Data shown:
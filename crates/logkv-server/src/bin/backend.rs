//! Demo Application Backend
//!
//! One of the application servers the load balancer fronts. It does
//! three things:
//!
//! - answers `GET /health` with `200 OK` or `500 FAILURE` according to a
//!   toggleable health flag (with `--debug`, `POST /inverse-health`
//!   flips it - handy for watching the balancer drop a backend)
//! - proxies `GET /api/v1/some-data?key=<k>` to the KV service's
//!   `/db/<k>`, optionally delaying the response by `--delay-ms` to make
//!   load spread visible
//! - counts incoming requests by their `lb-from` header and serves the
//!   tally at `GET /report`
//!
//! On startup it seeds the KV service with the deployment date under a
//! well-known key, so a fresh cluster has something to read immediately.

use std::collections::HashMap;
use std::sync::atomic::{AtomicBool, Ordering};
use std::sync::Arc;
use std::time::Duration;

use anyhow::Context;
use axum::{
    body::Body,
    extract::{Query, State},
    http::{HeaderMap, StatusCode},
    response::{IntoResponse, Response},
    routing::{get, post},
    Json, Router,
};
use clap::Parser;
use serde::Deserialize;
use tokio::sync::RwLock;
use tracing::{info, warn};

/// Key the startup marker is stored under in the KV service.
const START_DATE_KEY: &str = "backend-start-date";

#[derive(Parser, Debug)]
#[command(name = "logkv-backend", about = "Demo application backend for LogKV")]
struct Args {
    /// Port to listen on.
    #[arg(long, default_value_t = 8080)]
    port: u16,

    /// Artificial response delay in milliseconds.
    #[arg(long, default_value_t = 0)]
    delay_ms: u64,

    /// Initial health state.
    #[arg(long, action = clap::ArgAction::Set, default_value_t = true)]
    health: bool,

    /// Expose POST /inverse-health for flipping the health flag.
    #[arg(long)]
    debug: bool,

    /// host:port of the KV service.
    #[arg(long, default_value = "localhost:8100")]
    db_url: String,
}

#[derive(Clone)]
struct BackendState {
    healthy: Arc<AtomicBool>,
    /// Requests seen, keyed by the balancer instance that forwarded them.
    report: Arc<RwLock<HashMap<String, u64>>>,
    client: reqwest::Client,
    db_url: String,
    delay: Duration,
}

#[derive(Debug, Deserialize)]
struct DataQuery {
    #[serde(default)]
    key: String,
}

#[tokio::main]
async fn main() -> anyhow::Result<()> {
    tracing_subscriber::fmt()
        .with_env_filter(
            tracing_subscriber::EnvFilter::try_from_default_env()
                .unwrap_or_else(|_| tracing_subscriber::EnvFilter::new("info")),
        )
        .init();

    let args = Args::parse();

    let state = BackendState {
        healthy: Arc::new(AtomicBool::new(args.health)),
        report: Arc::new(RwLock::new(HashMap::new())),
        client: reqwest::Client::new(),
        db_url: args.db_url.clone(),
        delay: Duration::from_millis(args.delay_ms),
    };

    seed_start_date(&state).await;

    let mut router = Router::new()
        .route("/health", get(health))
        .route("/api/v1/some-data", get(some_data))
        .route("/report", get(report));
    if args.debug {
        router = router.route("/inverse-health", post(inverse_health));
    }
    let router = router.with_state(state);

    let addr = format!("0.0.0.0:{}", args.port);
    let listener = tokio::net::TcpListener::bind(&addr)
        .await
        .with_context(|| format!("binding {addr}"))?;
    info!(%addr, db_url = %args.db_url, "backend listening");

    axum::serve(listener, router).await.context("server error")?;
    Ok(())
}

/// Store today's date in the KV service. A cold KV service is not fatal;
/// the marker is a convenience, not a dependency.
async fn seed_start_date(state: &BackendState) {
    let url = format!("http://{}/db/{}", state.db_url, START_DATE_KEY);
    let today = chrono::Utc::now().format("%Y-%m-%d").to_string();
    let form = [("value", today.as_str())];

    match state.client.post(&url).form(&form).send().await {
        Ok(resp) if resp.status().is_success() => {
            info!(key = START_DATE_KEY, value = %today, "seeded start date")
        }
        Ok(resp) => warn!(status = %resp.status(), "seeding start date rejected"),
        Err(e) => warn!(error = %e, "KV service unreachable, start date not seeded"),
    }
}

async fn health(State(state): State<BackendState>) -> Response {
    if state.healthy.load(Ordering::Acquire) {
        (StatusCode::OK, "OK").into_response()
    } else {
        (StatusCode::INTERNAL_SERVER_ERROR, "FAILURE").into_response()
    }
}

async fn inverse_health(State(state): State<BackendState>) -> StatusCode {
    state.healthy.fetch_xor(true, Ordering::AcqRel);
    StatusCode::OK
}

/// Proxy a read to the KV service, mirroring its status and body.
async fn some_data(
    State(state): State<BackendState>,
    headers: HeaderMap,
    Query(query): Query<DataQuery>,
) -> Response {
    let from = headers
        .get("lb-from")
        .and_then(|v| v.to_str().ok())
        .unwrap_or("direct")
        .to_string();
    *state.report.write().await.entry(from).or_insert(0) += 1;

    if !state.delay.is_zero() {
        tokio::time::sleep(state.delay).await;
    }

    let url = format!("http://{}/db/{}", state.db_url, query.key);
    match state.client.get(&url).send().await {
        Ok(resp) => {
            let status = StatusCode::from_u16(resp.status().as_u16())
                .unwrap_or(StatusCode::INTERNAL_SERVER_ERROR);
            match resp.bytes().await {
                Ok(body) => (status, Body::from(body)).into_response(),
                Err(e) => {
                    warn!(error = %e, "reading KV response failed");
                    StatusCode::INTERNAL_SERVER_ERROR.into_response()
                }
            }
        }
        Err(e) => {
            warn!(error = %e, %url, "KV service request failed");
            (StatusCode::INTERNAL_SERVER_ERROR, e.to_string()).into_response()
        }
    }
}

async fn report(State(state): State<BackendState>) -> Json<HashMap<String, u64>> {
    Json(state.report.read().await.clone())
}
//! LogKV core types
//!
//! This crate defines the pieces shared by every other LogKV crate:
//!
//! - [`Entry`], [`Value`] and [`TypeTag`] - the typed key/value record and
//!   its one-byte on-disk type discriminant
//! - the frame codec ([`Entry::encode`], [`Entry::decode`], [`read_value`])
//!   for the length-prefixed on-disk record format
//! - [`Error`] / [`Result`] - the unified error type for engine operations
//!
//! No I/O happens here; the codec works on in-memory byte slices so that
//! the storage crate can feed it from whatever read path it likes.

pub mod entry;
pub mod error;

pub use entry::{read_value, Entry, TypeTag, Value};
pub use error::{Error, Result};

Task objective: The material above must be output in full. Keep every word as it is.

Task solution:
filename crates/logkv-server/src/bin/backend.rs
//! Demo Application Backend
//!
//! One of the application servers the load balancer fronts. It does
//! three things:
//!
//! - answers `GET /health` with `200 OK` or `500 FAILURE` according to a
//!   toggleable health flag (with `--debug`, `POST /inverse-health`
//!   flips it - handy for watching the balancer drop a backend)
//! - proxies `GET /api/v1/some-data?key=<k>` to the KV service's
//!   `/db/<k>`, optionally delaying the response by `--delay-ms` to make
//!   load spread visible
//! - counts incoming requests by their `lb-from` header and serves the
//!   tally at `GET /report`
//!
//! On startup it seeds the KV service with the deployment date under a
//! well-known key, so a fresh cluster has something to read immediately.

use std::collections::HashMap;
use std::sync::atomic::{AtomicBool, Ordering};
use std::sync::Arc;
use std::time::Duration;

use anyhow::Context;
use axum::{
    body::Body,
    extract::{Query, State},
    http::{HeaderMap, StatusCode},
    response::{IntoResponse, Response},
    routing::{get, post},
    Json, Router,
};
use clap::Parser;
use serde::Deserialize;
use tokio::sync::RwLock;
use tracing::{info, warn};

/// Key the startup marker is stored under in the KV service.
const START_DATE_KEY: &str = "backend-start-date";

#[derive(Parser, Debug)]
#[command(name = "logkv-backend", about = "Demo application backend for LogKV")]
struct Args {
    /// Port to listen on.
    #[arg(long, default_value_t = 8080)]
    port: u16,

    /// Artificial response delay in milliseconds.
    #[arg(long, default_value_t = 0)]
    delay_ms: u64,

    /// Initial health state.
    #[arg(long, action = clap::ArgAction::Set, default_value_t = true)]
    health: bool,

    /// Expose POST /inverse-health for flipping the health flag.
    #[arg(long)]
    debug: bool,

    /// host:port of the KV service.
    #[arg(long, default_value = "localhost:8100")]
    db_url: String,
}

#[derive(Clone)]
struct BackendState {
    healthy: Arc<AtomicBool>,
    /// Requests seen, keyed by the balancer instance that forwarded them.
    report: Arc<RwLock<HashMap<String, u64>>>,
    client: reqwest::Client,
    db_url: String,
    delay: Duration,
}

#[derive(Debug, Deserialize)]
struct DataQuery {
    #[serde(default)]
    key: String,
}

#[tokio::main]
async fn main() -> anyhow::Result<()> {
    tracing_subscriber::fmt()
        .with_env_filter(
            tracing_subscriber::EnvFilter::try_from_default_env()
                .unwrap_or_else(|_| tracing_subscriber::EnvFilter::new("info")),
        )
        .init();

    let args = Args::parse();

    let state = BackendState {
        healthy: Arc::new(AtomicBool::new(args.health)),
        report: Arc::new(RwLock::new(HashMap::new())),
        client: reqwest::Client::new(),
        db_url: args.db_url.clone(),
        delay: Duration::from_millis(args.delay_ms),
    };

    seed_start_date(&state).await;

    let mut router = Router::new()
        .route("/health", get(health))
        .route("/api/v1/some-data", get(some_data))
        .route("/report", get(report));
    if args.debug {
        router = router.route("/inverse-health", post(inverse_health));
    }
    let router = router.with_state(state);

    let addr = format!("0.0.0.0:{}", args.port);
    let listener = tokio::net::TcpListener::bind(&addr)
        .await
        .with_context(|| format!("binding {addr}"))?;
    info!(%addr, db_url = %args.db_url, "backend listening");

    axum::serve(listener, router).await.context("server error")?;
    Ok(())
}

/// Store today's date in the KV service. A cold KV service is not fatal;
/// the marker is a convenience, not a dependency.
async fn seed_start_date(state: &BackendState) {
    let url = format!("http://{}/db/{}", state.db_url, START_DATE_KEY);
    let today = chrono::Utc::now().format("%Y-%m-%d").to_string();
    let form = [("value", today.as_str())];

    match state.client.post(&url).form(&form).send().await {
        Ok(resp) if resp.status().is_success() => {
            info!(key = START_DATE_KEY, value = %today, "seeded start date")
        }
        Ok(resp) => warn!(status = %resp.status(), "seeding start date rejected"),
        Err(e) => warn!(error = %e, "KV service unreachable, start date not seeded"),
    }
}

async fn health(State(state): State<BackendState>) -> Response {
    if state.healthy.load(Ordering::Acquire) {
        (StatusCode::OK, "OK").into_response()
    } else {
        (StatusCode::INTERNAL_SERVER_ERROR, "FAILURE").into_response()
    }
}

async fn inverse_health(State(state): State<BackendState>) -> StatusCode {
    state.healthy.fetch_xor(true, Ordering::AcqRel);
    StatusCode::OK
}

/// Proxy a read to the KV service, mirroring its status and body.
async fn some_data(
    State(state): State<BackendState>,
    headers: HeaderMap,
    Query(query): Query<DataQuery>,
) -> Response {
    let from = headers
        .get("lb-from")
        .and_then(|v| v.to_str().ok())
        .unwrap_or("direct")
        .to_string();
    *state.report.write().await.entry(from).or_insert(0) += 1;

    if !state.delay.is_zero() {
        tokio::time::sleep(state.delay).await;
    }

    let url = format!("http://{}/db/{}", state.db_url, query.key);
    match state.client.get(&url).send().await {
        Ok(resp) => {
            let status = StatusCode::from_u16(resp.status().as_u16())
                .unwrap_or(StatusCode::INTERNAL_SERVER_ERROR);
            match resp.bytes().await {
                Ok(body) => (status, Body::from(body)).into_response(),
                Err(e) => {
                    warn!(error = %e, "reading KV response failed");
                    StatusCode::INTERNAL_SERVER_ERROR.into_response()
                }
            }
        }
        Err(e) => {
            warn!(error = %e, %url, "KV service request failed");
            (StatusCode::INTERNAL_SERVER_ERROR, e.to_string()).into_response()
        }
    }
}

async fn report(State(state): State<BackendState>) -> Json<HashMap<String, u64>> {
    Json(state.report.read().await.clone())
}
//! LogKV core types
//!
//! This crate defines the pieces shared by every other LogKV crate:
//!
//! - [`Entry`], [`Value`] and [`TypeTag`] - the typed key/value record and
//!   its one-byte on-disk type discriminant
//! - the frame codec ([`Entry::encode`], [`Entry::decode`], [`read_value`])
//!   for the length-prefixed on-disk record format
//! - [`Error`] / [`Result`] - the unified error type for engine operations
//!
//! No I/O happens here; the codec works on in-memory byte slices so that
//! the storage crate can feed it from whatever read path it likes.

pub mod entry;
pub mod error;

pub use entry::{read_value, Entry, TypeTag, Value};
pub use error::{Error, Result};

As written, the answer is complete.